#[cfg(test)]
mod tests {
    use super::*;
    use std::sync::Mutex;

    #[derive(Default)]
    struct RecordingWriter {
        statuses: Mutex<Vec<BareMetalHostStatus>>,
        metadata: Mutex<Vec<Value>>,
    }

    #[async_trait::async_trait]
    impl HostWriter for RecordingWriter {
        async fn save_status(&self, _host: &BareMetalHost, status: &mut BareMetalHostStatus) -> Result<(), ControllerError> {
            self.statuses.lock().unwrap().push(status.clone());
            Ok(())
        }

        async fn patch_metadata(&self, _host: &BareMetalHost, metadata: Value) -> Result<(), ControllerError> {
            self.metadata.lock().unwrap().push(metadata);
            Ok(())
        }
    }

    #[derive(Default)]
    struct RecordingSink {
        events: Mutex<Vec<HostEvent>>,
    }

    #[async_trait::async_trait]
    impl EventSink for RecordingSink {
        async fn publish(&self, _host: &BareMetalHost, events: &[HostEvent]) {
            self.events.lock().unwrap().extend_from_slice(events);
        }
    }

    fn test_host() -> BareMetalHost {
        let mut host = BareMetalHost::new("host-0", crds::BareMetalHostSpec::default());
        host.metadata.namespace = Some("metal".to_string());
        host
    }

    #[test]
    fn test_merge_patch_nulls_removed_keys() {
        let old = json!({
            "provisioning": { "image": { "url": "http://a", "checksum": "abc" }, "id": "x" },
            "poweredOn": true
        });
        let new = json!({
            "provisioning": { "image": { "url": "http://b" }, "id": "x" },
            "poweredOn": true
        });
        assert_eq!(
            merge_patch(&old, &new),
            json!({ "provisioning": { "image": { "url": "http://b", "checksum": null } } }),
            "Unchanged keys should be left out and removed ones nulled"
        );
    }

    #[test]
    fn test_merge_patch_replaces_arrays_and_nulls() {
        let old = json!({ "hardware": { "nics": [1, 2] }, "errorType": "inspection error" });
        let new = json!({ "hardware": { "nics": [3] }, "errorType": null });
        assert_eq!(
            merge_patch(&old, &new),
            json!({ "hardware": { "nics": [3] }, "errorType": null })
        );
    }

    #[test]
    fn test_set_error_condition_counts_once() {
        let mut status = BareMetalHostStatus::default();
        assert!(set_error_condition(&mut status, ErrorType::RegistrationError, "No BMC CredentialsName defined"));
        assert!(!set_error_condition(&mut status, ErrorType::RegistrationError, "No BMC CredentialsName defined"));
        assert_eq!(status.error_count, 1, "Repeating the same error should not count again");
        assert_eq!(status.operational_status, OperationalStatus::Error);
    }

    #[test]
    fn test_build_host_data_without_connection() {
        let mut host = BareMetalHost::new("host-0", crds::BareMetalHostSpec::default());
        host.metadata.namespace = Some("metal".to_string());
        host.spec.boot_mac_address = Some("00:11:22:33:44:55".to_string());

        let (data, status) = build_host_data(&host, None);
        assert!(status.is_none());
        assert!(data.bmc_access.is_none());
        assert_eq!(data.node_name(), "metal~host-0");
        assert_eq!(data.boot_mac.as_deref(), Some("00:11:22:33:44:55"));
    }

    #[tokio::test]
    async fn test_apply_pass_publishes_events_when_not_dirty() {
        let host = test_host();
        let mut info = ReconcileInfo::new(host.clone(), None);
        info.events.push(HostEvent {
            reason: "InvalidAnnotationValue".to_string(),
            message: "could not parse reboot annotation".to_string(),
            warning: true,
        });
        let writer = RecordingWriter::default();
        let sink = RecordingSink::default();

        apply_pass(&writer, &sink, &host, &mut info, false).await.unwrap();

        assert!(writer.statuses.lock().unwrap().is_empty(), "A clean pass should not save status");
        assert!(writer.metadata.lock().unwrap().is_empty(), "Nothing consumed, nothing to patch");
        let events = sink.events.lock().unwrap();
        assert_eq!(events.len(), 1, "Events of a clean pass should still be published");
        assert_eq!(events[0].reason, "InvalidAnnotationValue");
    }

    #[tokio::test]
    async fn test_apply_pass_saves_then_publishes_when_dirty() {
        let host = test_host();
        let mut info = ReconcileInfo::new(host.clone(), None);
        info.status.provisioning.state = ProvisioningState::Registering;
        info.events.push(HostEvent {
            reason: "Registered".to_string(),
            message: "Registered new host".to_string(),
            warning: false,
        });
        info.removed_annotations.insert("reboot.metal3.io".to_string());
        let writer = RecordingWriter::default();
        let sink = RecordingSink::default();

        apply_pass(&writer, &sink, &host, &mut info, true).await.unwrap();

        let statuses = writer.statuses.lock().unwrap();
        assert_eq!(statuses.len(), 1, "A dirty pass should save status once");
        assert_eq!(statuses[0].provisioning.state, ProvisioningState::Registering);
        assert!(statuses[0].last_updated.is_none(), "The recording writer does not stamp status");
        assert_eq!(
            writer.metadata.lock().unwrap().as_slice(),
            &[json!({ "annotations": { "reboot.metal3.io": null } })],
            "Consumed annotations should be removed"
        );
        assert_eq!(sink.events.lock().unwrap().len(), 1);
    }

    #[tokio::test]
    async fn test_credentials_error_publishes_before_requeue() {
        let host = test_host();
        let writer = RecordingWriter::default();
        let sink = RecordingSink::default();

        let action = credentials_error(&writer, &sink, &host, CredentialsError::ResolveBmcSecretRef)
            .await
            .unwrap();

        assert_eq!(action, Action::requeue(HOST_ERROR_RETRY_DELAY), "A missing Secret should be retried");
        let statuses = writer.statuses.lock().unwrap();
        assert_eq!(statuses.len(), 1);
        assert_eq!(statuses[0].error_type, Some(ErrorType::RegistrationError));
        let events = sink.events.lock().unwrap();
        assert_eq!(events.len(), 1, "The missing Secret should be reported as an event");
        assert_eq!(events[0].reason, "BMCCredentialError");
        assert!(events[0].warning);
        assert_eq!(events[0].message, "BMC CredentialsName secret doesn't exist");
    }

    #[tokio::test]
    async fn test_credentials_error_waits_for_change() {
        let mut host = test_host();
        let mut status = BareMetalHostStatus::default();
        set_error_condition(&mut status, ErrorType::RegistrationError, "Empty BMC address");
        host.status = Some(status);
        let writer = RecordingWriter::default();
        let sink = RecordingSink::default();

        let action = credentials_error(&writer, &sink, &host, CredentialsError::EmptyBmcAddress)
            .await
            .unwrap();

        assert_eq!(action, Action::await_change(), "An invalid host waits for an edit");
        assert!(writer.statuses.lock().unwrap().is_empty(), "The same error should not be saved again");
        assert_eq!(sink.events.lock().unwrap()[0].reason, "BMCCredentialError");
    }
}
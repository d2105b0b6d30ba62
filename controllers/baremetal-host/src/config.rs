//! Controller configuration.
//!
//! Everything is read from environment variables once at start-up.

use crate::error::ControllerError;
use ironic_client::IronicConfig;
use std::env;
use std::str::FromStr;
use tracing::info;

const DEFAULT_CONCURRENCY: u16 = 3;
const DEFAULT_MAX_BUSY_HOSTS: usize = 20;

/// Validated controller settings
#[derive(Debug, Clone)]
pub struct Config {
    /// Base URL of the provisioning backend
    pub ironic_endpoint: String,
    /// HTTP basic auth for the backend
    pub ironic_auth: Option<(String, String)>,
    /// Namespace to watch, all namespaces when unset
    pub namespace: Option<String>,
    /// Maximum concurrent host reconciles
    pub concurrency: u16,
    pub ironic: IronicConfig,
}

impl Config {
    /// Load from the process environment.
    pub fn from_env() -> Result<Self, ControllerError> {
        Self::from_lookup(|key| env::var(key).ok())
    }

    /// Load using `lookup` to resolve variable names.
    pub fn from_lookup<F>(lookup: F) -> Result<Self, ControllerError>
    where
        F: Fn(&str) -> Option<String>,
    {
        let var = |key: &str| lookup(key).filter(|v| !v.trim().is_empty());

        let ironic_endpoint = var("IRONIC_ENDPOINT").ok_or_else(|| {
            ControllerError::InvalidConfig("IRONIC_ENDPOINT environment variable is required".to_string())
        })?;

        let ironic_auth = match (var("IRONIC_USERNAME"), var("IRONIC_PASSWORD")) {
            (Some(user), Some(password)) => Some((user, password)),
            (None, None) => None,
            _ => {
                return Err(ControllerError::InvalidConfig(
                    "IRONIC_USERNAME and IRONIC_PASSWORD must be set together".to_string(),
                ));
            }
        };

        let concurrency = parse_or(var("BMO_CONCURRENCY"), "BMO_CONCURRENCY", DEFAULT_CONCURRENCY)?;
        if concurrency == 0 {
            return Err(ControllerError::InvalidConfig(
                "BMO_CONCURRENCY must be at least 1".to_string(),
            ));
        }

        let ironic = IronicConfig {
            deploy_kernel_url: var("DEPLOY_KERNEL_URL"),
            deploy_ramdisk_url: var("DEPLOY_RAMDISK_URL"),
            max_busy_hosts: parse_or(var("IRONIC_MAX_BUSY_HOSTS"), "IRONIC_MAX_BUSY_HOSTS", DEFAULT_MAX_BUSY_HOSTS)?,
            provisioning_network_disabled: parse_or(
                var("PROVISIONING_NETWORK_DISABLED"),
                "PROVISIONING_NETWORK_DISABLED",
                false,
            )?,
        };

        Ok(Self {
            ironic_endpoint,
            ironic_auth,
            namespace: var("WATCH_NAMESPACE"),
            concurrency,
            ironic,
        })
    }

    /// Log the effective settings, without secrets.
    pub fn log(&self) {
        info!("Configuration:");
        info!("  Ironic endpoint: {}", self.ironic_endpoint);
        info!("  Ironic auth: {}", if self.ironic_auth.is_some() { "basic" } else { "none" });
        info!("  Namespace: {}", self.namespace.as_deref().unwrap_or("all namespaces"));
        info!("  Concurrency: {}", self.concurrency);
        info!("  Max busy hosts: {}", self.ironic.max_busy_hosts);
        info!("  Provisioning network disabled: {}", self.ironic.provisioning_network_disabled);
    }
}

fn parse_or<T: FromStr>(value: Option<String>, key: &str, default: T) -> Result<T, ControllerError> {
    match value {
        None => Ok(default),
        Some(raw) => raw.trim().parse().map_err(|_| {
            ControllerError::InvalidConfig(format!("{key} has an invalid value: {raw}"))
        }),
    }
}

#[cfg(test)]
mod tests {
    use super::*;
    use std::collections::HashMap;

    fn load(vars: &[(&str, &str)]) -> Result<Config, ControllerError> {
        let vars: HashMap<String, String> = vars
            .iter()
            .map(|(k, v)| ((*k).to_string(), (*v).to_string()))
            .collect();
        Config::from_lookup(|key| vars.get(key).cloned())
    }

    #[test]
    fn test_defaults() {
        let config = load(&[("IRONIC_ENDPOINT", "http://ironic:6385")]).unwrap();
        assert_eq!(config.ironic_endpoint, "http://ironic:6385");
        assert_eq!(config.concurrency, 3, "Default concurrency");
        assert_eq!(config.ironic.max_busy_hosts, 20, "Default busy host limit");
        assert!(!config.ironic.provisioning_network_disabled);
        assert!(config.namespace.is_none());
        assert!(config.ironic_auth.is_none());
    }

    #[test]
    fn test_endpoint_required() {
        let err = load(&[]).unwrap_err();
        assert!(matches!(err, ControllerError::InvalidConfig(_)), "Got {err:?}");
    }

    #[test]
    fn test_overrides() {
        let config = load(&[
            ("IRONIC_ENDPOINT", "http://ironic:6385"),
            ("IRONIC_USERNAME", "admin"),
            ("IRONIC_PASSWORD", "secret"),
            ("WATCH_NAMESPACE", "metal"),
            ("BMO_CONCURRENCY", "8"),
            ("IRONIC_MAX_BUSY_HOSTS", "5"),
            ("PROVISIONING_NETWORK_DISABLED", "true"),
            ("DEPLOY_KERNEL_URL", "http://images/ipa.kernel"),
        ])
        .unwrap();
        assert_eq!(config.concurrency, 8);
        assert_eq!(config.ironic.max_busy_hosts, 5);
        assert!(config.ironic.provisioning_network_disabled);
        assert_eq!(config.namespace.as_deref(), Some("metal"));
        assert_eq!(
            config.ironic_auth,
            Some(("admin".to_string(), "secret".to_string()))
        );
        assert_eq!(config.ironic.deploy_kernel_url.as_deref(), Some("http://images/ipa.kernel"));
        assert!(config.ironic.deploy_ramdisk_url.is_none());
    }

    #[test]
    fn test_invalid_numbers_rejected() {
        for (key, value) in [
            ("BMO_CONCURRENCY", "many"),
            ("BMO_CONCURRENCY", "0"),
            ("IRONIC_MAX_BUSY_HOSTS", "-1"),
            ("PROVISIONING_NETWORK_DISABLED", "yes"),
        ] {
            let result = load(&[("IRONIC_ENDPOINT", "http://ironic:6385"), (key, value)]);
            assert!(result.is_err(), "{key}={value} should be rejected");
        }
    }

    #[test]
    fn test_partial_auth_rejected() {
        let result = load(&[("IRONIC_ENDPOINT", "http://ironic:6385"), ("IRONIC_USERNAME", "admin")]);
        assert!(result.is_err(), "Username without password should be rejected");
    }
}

^^^^

Only the number is wanted: how many lines of the data contain the word "state"?

- RESPONSE TO THIS EXERCISE:
2